Tenaga kerja kami (wanita) meninggal dunia dan meninggalkan suami tanpa anak. Kepada siapa kami memberikan pesangon? sebab kami ditekan oleh pihak adik almarhum agar pesangonnya tidak diberikan kepada suaminya, dengan alasan suaminya sepeninggal almarhum sudah menikah lagi. Mohon penjelasan. Terima kasih.-

1 comment:

  1. Untuk menjawab pertanyaan Pak Ojar, kami ingin merujuk pada Pasal 166 UU No 13 Tahun 2003 tentang Ketenagakerjaan. Pasal ini menjelaskan bahwa dalam hal hubungan kerja berakhir karena pekerja/buruh meninggal dunia, kepada ahli warisnya diberikan sejumlah uang yang besar perhitungannya sama dengan perhitungan 2 (dua) kali uang pesangon sesuai ketentuan Pasal 156 ayat (2), 1 (satu) kali uang penghargaan masa kerja sesuai ketentuan Pasal 156 ayat (3) dan uang penggantian hak sesuai ketentuan Pasal 156 ayat (4).

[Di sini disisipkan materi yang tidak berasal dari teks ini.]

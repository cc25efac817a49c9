//! Human-readable rendering of shapes.
//!
//! Shapes render as `{Label: value, ...}` using their wire labels. Absent
//! fields are skipped, nested shapes render recursively. Timestamps render
//! as RFC 3339 instants rather than epoch seconds.

use std::fmt;

use chrono::SecondsFormat;
use serde::Serialize;
use serde_json::Value;

use super::timestamp::from_epoch_seconds;

/// Render a serializable shape
pub fn write_shape<T: Serialize>(shape: &T, f: &mut fmt::Formatter<'_>) -> fmt::Result {
    let value = serde_json::to_value(shape).map_err(|_| fmt::Error)?;
    write_value(&value, f)
}

fn write_value(value: &Value, f: &mut fmt::Formatter<'_>) -> fmt::Result {
    match value {
        Value::Null => Ok(()),
        Value::Bool(b) => write!(f, "{}", b),
        Value::Number(n) => write!(f, "{}", n),
        Value::String(s) => f.write_str(s),
        Value::Array(items) => {
            f.write_str("[")?;
            for (i, item) in items.iter().enumerate() {
                if i > 0 {
                    f.write_str(", ")?;
                }
                write_value(item, f)?;
            }
            f.write_str("]")
        }
        Value::Object(fields) => {
            f.write_str("{")?;
            let mut first = true;
            for (label, field) in fields.iter().filter(|(_, v)| !v.is_null()) {
                if !first {
                    f.write_str(", ")?;
                }
                first = false;
                write!(f, "{}: ", label)?;
                match field {
                    Value::Number(n) if is_timestamp_label(label) => write_instant(n, f)?,
                    _ => write_value(field, f)?,
                }
            }
            f.write_str("}")
        }
    }
}

fn is_timestamp_label(label: &str) -> bool {
    label.ends_with("Timestamp") || label == "NotBefore" || label == "NotAfter"
}

fn write_instant(seconds: &serde_json::Number, f: &mut fmt::Formatter<'_>) -> fmt::Result {
    match seconds.as_f64().and_then(from_epoch_seconds) {
        Some(instant) => f.write_str(&instant.to_rfc3339_opts(SecondsFormat::Millis, true)),
        None => write!(f, "{}", seconds),
    }
}

/// Implement `Display` for shapes through [`write_shape`]
macro_rules! impl_display {
    ($($shape:ty),+ $(,)?) => {
        $(
            impl std::fmt::Display for $shape {
                fn fmt(&self, f: &mut std::fmt::Formatter<'_>) -> std::fmt::Result {
                    $crate::utils::display::write_shape(self, f)
                }
            }
        )+
    };
}

pub(crate) use impl_display;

    Dari ketentuan di atas terlihat bahwa perusahaan wajib memberikan pesangon dan hak buruh lainnya kepada ahli waris. Sayang pasal tersebut tidak menjelaskan lebih rinci mengenai siapa ahli waris yang dimaksud dan bagaimana mekanisme pemberian pesangon itu kepada si ahli waris.

    Pada praktiknya, di tiap dokumen perjanjian asuransi atau pembukaan rekening tabungan di bank, ada sebuah klausul yang menyebutkan siapa ahli waris yang berhak menerima manfaat atas asuransi atau tabungan itu jika si empunya meninggal dunia, yaitu suami atau istri si empunya. Hal yang sama dialami oleh istri yang suaminya seorang PNS. Ketika sang suami meninggal, istri berhak atas tunjangan bulanan almarhum suaminya.

    Dalam kasus yang Anda sebutkan, silakan coba ditengok lagi di dalam perjanjian kerja atau perjanjian kerja bersama. Barangkali disebutkan mengenai siapa ahli waris yang berhak atas pesangon maupun tunjangan lainnya. Jika disebutkan, maka Anda tinggal membayarkannya kepada yang bersangkutan.

    Benar bahwa masalah yang menimpa perusahaan Anda cukup pelik karena adanya 'perselisihan' antar ahli waris (suami dengan adik si istri) yang masing-masing mengaku sebagai ahli waris yang sah dari pekerja anda. Mari kita tilik dari segi hukum waris.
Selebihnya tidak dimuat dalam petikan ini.